Maître absolu et esclave consentant

Roman, humour, francophone, Roland Topor, Alexandre Devaux, Wombat, Jean-Pierre LongreRoland Topor, Le sacré livre de Proutto. Postface d’Alexandre Devaux, suivie de Sacré Jean-Paul par Topor, Wombat, 2022

Pour qui veut profiter d’une « robinsonnade » parodique et truculente, Le sacré livre de Proutto est une lecture jouissive. Roland Topor s’en donne à cœur joie, nous entraînant à la suite d’un certain Gisou, tyran sadique, et de son adorateur Proutto, masochiste à souhait, tous deux habitants d’une île devenue déserte après la mort collective des ses habitants les « Zoas » et sur laquelle Gisou règne en tant qu’autoproclamé dieu vivant. Le dominant et le dominé vont vivre un certain nombre d’aventures (comme le Robinson et le Vendredi de Daniel Defoe ou, plus proches, de Michel Tournier), jusqu’à l’arrivée d’une certaine Aba, dont le dieu vivant ne se privera pas d’affreusement abuser, et à la naissance d’un garçon aveugle… Bref, loufoquerie et excès, violence et jouissance, ambiguïté et hypocrisie marquent les relations entre bourreau abusif et victimes consentantes.

Parfois Gisou a des regrets : « Je regrette d’avoir échoué chez les Zoas, je maudis le jour où je t’ai connu. J’ai envie de rentrer chez moi. / - Où est-ce, Gisou ? / - Au pays des Dieux vivants.
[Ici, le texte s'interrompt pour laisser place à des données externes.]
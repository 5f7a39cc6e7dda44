use crate::{memory::ShortTermMemory, model::ChatMessage};

/// Build the completion messages for one chat turn.
///
/// The persona is appended to the system prompt; the secondary prompt carries
/// the recent conversation so the model keeps context between turns.
pub fn build_messages(
    system_prompt: &str,
    identity: Option<&str>,
    secondary_prompt: &str,
    memory: &ShortTermMemory,
    user_input: &str,
) -> Vec<ChatMessage> {
    let mut system = system_prompt.to_string();
    if let Some(identity) = identity {
        system.push_str("\nCurrent identity: ");
        system.push_str(identity);
    }

    let mut secondary = secondary_prompt.to_string();
    if !memory.is_empty() {
        secondary.push_str("\nRecent conversation:");
        for msg in memory.recent() {
            secondary.push('\n');
            secondary.push_str(msg.role.as_str());
            secondary.push_str(": ");
            secondary.push_str(&msg.content);
        }
    }

    let mut messages = vec![ChatMessage::system(system)];
    if !secondary.trim().is_empty() {
        messages.push(ChatMessage::system(secondary));
    }
    messages.push(ChatMessage::user(user_input));
    messages
}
Je suis le pire d’entre eux, parce que la valeur d’un Dieu vivant se mesure à la qualité et à la quantité de ses fidèles. Je n’ai que toi, Proutto. Si les autres l’apprenaient, je mourrais de honte. » Paradoxalement, voilà qui l’humanise un peu, malgré tout ce qu’il fait subir à Proutto, cherchant toujours la pire humiliation à lui faire accepter. Dans sa postface (« Maudit Proutto ! »), Alexandre Devaux écrit à juste titre : « Plus encore qu’un « déconnage sur l’esclavage », ou une critique féroce de l’emprise de la religion sur les corps et les esprits, c’est une fable sur les rapports de domination, de soumission et de possession des êtres entre eux. Prouto est maso, Gisou est sado : « À bon sado, bon maso, ils sont tous les deux contents », dit Topor. »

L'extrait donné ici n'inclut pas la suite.